## Task requirements
Across these entries, work out how many lines carry the string "expected", and give only that number.

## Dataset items
▽
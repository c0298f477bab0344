//! End-to-end tests across feature extraction, detection, forecasting and right-sizing

use chrono::{Duration as ChronoDuration, NaiveDate, TimeZone, Utc};
use cost_analytics::*;
use std::sync::Arc;

fn start_date() -> NaiveDate {
    NaiveDate::from_ymd_opt(2024, 1, 1).unwrap()
}

fn cost_series(days: usize, cost_at: impl Fn(usize) -> f64) -> Vec<CostObservation> {
    (0..days)
        .map(|i| CostObservation::new(start_date() + ChronoDuration::days(i as i64), cost_at(i)))
        .collect()
}

fn steady(i: usize) -> f64 {
    420.0 + [0.0, 12.0, 15.0, 11.0, 8.0, -25.0, -30.0][i % 7] + ((i * 31) % 11) as f64
}

/// Tests for the anomaly detection workflow
mod anomaly_workflow {
    use super::*;

    #[test]
    fn test_clean_series_low_flag_rate() {
        let observations = cost_series(180, steady);
        let mut detector = CostAnomalyDetector::default();
        detector.train(&observations, 90).unwrap();

        let anomalies = detector.detect(&observations, -0.1).unwrap();
        let window_rows = 91.0;
        assert!(anomalies.len() as f64 <= window_rows * 0.12);
    }

    #[test]
    fn test_ten_x_spike() {
        let observations = cost_series(90, |i| if i == 75 { steady(i) * 10.0 } else { steady(i) });
        let mut detector = CostAnomalyDetector::default();
        detector.train(&observations, 90).unwrap();

        let anomalies = detector.detect(&observations, -0.1).unwrap();
        let spike = anomalies
            .iter()
            .find(|a| a.date == observations[75].date)
            .expect("spike flagged");
        assert_eq!(spike.anomaly_type, AnomalyType::Spike);
        assert!(matches!(
            spike.severity,
            AnomalySeverity::High | AnomalySeverity::Critical
        ));

        let summary = summarize(&anomalies);
        assert_eq!(summary.total_anomalies, anomalies.len());
        assert!(summary.by_type[&AnomalyType::Spike] >= 1);
    }

    #[test]
    fn test_service_tagged_series() {
        let observations: Vec<CostObservation> = (0..60)
            .flat_map(|i| {
                let date = start_date() + ChronoDuration::days(i as i64);
                vec![
                    CostObservation::with_service(date, steady(i as usize) * 0.7, "AmazonEC2"),
                    CostObservation::with_service(date, steady(i as usize) * 0.3, "AmazonS3"),
                ]
            })
            .collect();

        let mut detector = CostAnomalyDetector::default();
        let summary = detector.train(&observations, 90).unwrap();
        assert_eq!(summary.samples, 60);
    }

    #[test]
    fn test_duplicate_dates_rejected() {
        let mut observations = cost_series(30, steady);
        observations.push(observations[4].clone());

        let mut detector = CostAnomalyDetector::default();
        let err = detector.train(&observations, 90).unwrap_err();
        assert!(matches!(err, CostAnalyticsError::MalformedSeries { .. }));
    }

    #[test]
    fn test_unordered_input_matches_ordered() {
        let ordered = cost_series(60, steady);
        let mut shuffled = ordered.clone();
        shuffled.reverse();

        let mut a = CostAnomalyDetector::default();
        let mut b = CostAnomalyDetector::default();
        a.train(&ordered, 90).unwrap();
        b.train(&shuffled, 90).unwrap();

        assert_eq!(
            a.detect(&ordered, -0.1).unwrap(),
            b.detect(&shuffled, -0.1).unwrap()
        );
    }

    #[test]
    fn test_persistence_round_trip() {
        let observations = cost_series(120, |i| if i == 100 { 5000.0 } else { steady(i) });
        let mut detector = CostAnomalyDetector::default();
        detector.train(&observations, 90).unwrap();

        let dir = tempfile::tempdir().unwrap();
        let path = dir.path().join("detector.json");
        detector.save_to_path(&path).unwrap();

        let restored = CostAnomalyDetector::load_from_path(&path).unwrap();
        assert_eq!(
            restored.detect(&observations, -0.1).unwrap(),
            detector.detect(&observations, -0.1).unwrap()
        );

        let later = cost_series(200, |i| if i == 190 { steady(i) * 15.0 } else { steady(i) * 1.5 });
        let expected = detector.detect(&later, -0.1).unwrap();
        assert!(expected.iter().any(|a| a.date == later[190].date));
        assert_eq!(restored.detect(&later, -0.1).unwrap(), expected);
    }
}

/// Tests for the forecasting workflow
mod forecast_workflow {
    use super::*;

    fn linear() -> CostForecaster {
        CostForecaster::new(ForecasterConfig {
            strategy: ForecastStrategy::LinearTrend,
            ..Default::default()
        })
    }

    #[test]
    fn test_forecast_point_count_and_dates() {
        let observations = cost_series(45, steady);
        let mut forecaster = linear();
        forecaster.train(&observations).unwrap();

        let points = forecaster.forecast(30).unwrap();
        assert_eq!(points.len(), 30);
        assert_eq!(points[0].date, start_date() + ChronoDuration::days(45));
        assert!(points.windows(2).all(|w| w[1].date > w[0].date));
        assert!(points.iter().all(|p| p.predicted_cost >= 0.0));
    }

    #[test]
    fn test_summary_total_is_sum() {
        let observations = cost_series(60, steady);
        let mut forecaster = CostForecaster::default();
        forecaster.train(&observations).unwrap();

        let summary = forecaster.get_forecast_summary(28).unwrap();
        let sum: f64 = summary.forecasts.iter().map(|p| p.predicted_cost).sum();
        assert!((summary.total_forecasted_cost - sum).abs() < 0.01);
        assert_eq!(summary.forecasts.len(), 28);
    }

    #[test]
    fn test_untrained_forecaster() {
        let forecaster = CostForecaster::default();
        assert!(matches!(
            forecaster.get_forecast_summary(7).unwrap_err(),
            CostAnalyticsError::ModelNotTrained { .. }
        ));
    }
}

/// Tests for utilization features and right-sizing
mod rightsizing_workflow {
    use super::*;

    fn samples(resource_id: &str, hours: usize, cpu: f64, memory: Option<f64>) -> Vec<MetricSample> {
        let start = Utc.with_ymd_and_hms(2024, 6, 1, 0, 0, 0).unwrap();
        (0..hours)
            .map(|h| MetricSample {
                resource_id: resource_id.to_string(),
                timestamp: start + ChronoDuration::hours(h as i64),
                cpu_percent: cpu + (h % 5) as f64,
                memory_percent: memory.map(|m| m + (h % 3) as f64),
                network_in: Some(1_000.0 + h as f64),
                network_out: Some(500.0),
            })
            .collect()
    }

    #[test]
    fn test_underutilized_m5_xlarge() {
        let summaries = extract_utilization_features(&samples("i-web", 14 * 24, 10.0, Some(16.0))).unwrap();
        let summary = &summaries[0];
        assert!(summary.p95_cpu() <= 15.0);

        let sizer = RightSizer::default();
        let rec = sizer
            .analyze_instance("i-web", "m5.xlarge", summary)
            .unwrap()
            .expect("recommendation");

        assert!(rec.recommended_size.starts_with("m5."));
        assert_ne!(rec.recommended_size, "m5.xlarge");
        assert!(rec.savings_pct >= 10.0);
        assert!((50..=95).contains(&rec.confidence));
        assert_eq!(rec.risk, RiskLevel::Low);
    }

    #[test]
    fn test_smallest_in_family() {
        let summaries = extract_utilization_features(&samples("i-tiny", 48, 2.0, Some(5.0))).unwrap();
        let sizer = RightSizer::default();
        assert!(sizer
            .analyze_instance("i-tiny", "t3.nano", &summaries[0])
            .unwrap()
            .is_none());
    }

    #[test]
    fn test_fleet_from_samples() {
        let mut all = samples("i-a", 72, 12.0, Some(18.0));
        all.extend(samples("i-b", 72, 70.0, None));

        let summaries = extract_utilization_features(&all).unwrap();
        assert_eq!(summaries.len(), 2);
        assert!(summaries[1].memory.is_none());

        let resources = vec![
            FleetResource {
                resource_id: "i-a".to_string(),
                instance_size: "c5.2xlarge".to_string(),
            },
            FleetResource {
                resource_id: "i-b".to_string(),
                instance_size: "c5.xlarge".to_string(),
            },
        ];

        let report = RightSizer::default().analyze_fleet(&resources, &summaries).unwrap();
        assert_eq!(report.analyzed, 2);
        assert_eq!(report.recommendations.len(), 1);
        assert_eq!(report.recommendations[0].resource_id, "i-a");
    }
}

/// Tests for the tenant registry
mod registry_workflow {
    use super::*;

    #[tokio::test]
    async fn test_concurrent_readers_during_retrain() {
        let registry = Arc::new(TenantModelRegistry::default());
        let tenant = TenantId::from("acme");
        let observations = cost_series(90, steady);

        registry.train_detector(&tenant, &observations).unwrap();
        let reader = registry.detector(&tenant).unwrap();

        let summary = registry
            .retrain_detector_blocking(tenant.clone(), cost_series(90, |i| steady(i) * 2.0))
            .await
            .unwrap();

        // The handle taken before the retrain still answers with the old model
        assert_ne!(reader.metadata().unwrap().model_id, summary.model_id);
        assert!(reader.detect_default(&observations).is_ok());
        assert_eq!(
            registry.detector(&tenant).unwrap().metadata().unwrap().model_id,
            summary.model_id
        );
    }
}
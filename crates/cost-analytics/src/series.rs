//! Input series types and validation
//!
//! The retrieval layer hands this crate fully materialized series. Everything
//! here is checked once, up front, so the models never see duplicate dates or
//! non-finite values.

use crate::error::{CostAnalyticsError, CostAnalyticsResult};
use chrono::{DateTime, NaiveDate, Utc};
use serde::{Deserialize, Serialize};
use std::collections::{BTreeMap, HashSet};

/// One day of spend for a tenant, optionally tagged with a service
#[derive(Debug, Clone, PartialEq, Serialize, Deserialize)]
pub struct CostObservation {
    /// Billing day
    pub date: NaiveDate,
    /// Spend in USD
    pub cost: f64,
    /// Optional service tag (e.g. "AmazonEC2")
    #[serde(default, skip_serializing_if = "Option::is_none")]
    pub service: Option<String>,
}

impl CostObservation {
    /// Untagged daily observation
    pub fn new(date: NaiveDate, cost: f64) -> Self {
        Self {
            date,
            cost,
            service: None,
        }
    }

    /// Observation tagged with a service
    pub fn with_service(date: NaiveDate, cost: f64, service: impl Into<String>) -> Self {
        Self {
            date,
            cost,
            service: Some(service.into()),
        }
    }
}

/// Single utilization sample for one resource
#[derive(Debug, Clone, PartialEq, Serialize, Deserialize)]
pub struct MetricSample {
    /// Resource identifier (instance id)
    pub resource_id: String,
    /// Sample time
    pub timestamp: DateTime<Utc>,
    /// CPU utilization percent
    pub cpu_percent: f64,
    /// Memory utilization percent, absent without an agent
    #[serde(default)]
    pub memory_percent: Option<f64>,
    /// Network bytes in over the sample period
    #[serde(default)]
    pub network_in: Option<f64>,
    /// Network bytes out over the sample period
    #[serde(default)]
    pub network_out: Option<f64>,
}

/// Validate a cost series and return it sorted by date.
///
/// Unordered input is sorted. Duplicate (date, service) pairs and non-finite or
/// negative costs are rejected.
pub fn validate_cost_series(
    observations: &[CostObservation],
) -> CostAnalyticsResult<Vec<CostObservation>> {
    let mut seen = HashSet::with_capacity(observations.len());

    for obs in observations {
        if !obs.cost.is_finite() {
            return Err(CostAnalyticsError::malformed(format!(
                "non-finite cost on {}",
                obs.date
            )));
        }
        if obs.cost < 0.0 {
            return Err(CostAnalyticsError::malformed(format!(
                "negative cost {:.2} on {}",
                obs.cost, obs.date
            )));
        }
        if !seen.insert((obs.date, obs.service.as_deref())) {
            return Err(CostAnalyticsError::malformed(match &obs.service {
                Some(service) => format!("duplicate date {} for service {}", obs.date, service),
                None => format!("duplicate date {}", obs.date),
            }));
        }
    }

    let mut sorted = observations.to_vec();
    sorted.sort_by(|a, b| a.date.cmp(&b.date).then_with(|| a.service.cmp(&b.service)));
    Ok(sorted)
}

/// Collapse a (possibly service-tagged) series into one total per day, in date order
pub fn daily_totals(observations: &[CostObservation]) -> CostAnalyticsResult<Vec<CostObservation>> {
    let validated = validate_cost_series(observations)?;

    let mut totals: BTreeMap<NaiveDate, f64> = BTreeMap::new();
    for obs in &validated {
        *totals.entry(obs.date).or_insert(0.0) += obs.cost;
    }

    Ok(totals
        .into_iter()
        .map(|(date, cost)| CostObservation::new(date, cost))
        .collect())
}

/// Validate utilization samples
pub fn validate_metric_samples(samples: &[MetricSample]) -> CostAnalyticsResult<()> {
    for sample in samples {
        if sample.resource_id.trim().is_empty() {
            return Err(CostAnalyticsError::malformed(format!(
                "empty resource id at {}",
                sample.timestamp
            )));
        }

        let optional = [
            sample.memory_percent,
            sample.network_in,
            sample.network_out,
        ];
        if !sample.cpu_percent.is_finite() || optional.iter().flatten().any(|v| !v.is_finite()) {
            return Err(CostAnalyticsError::malformed(format!(
                "non-finite metric for {} at {}",
                sample.resource_id, sample.timestamp
            )));
        }
    }
    Ok(())
}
△
## Output of the exercise
3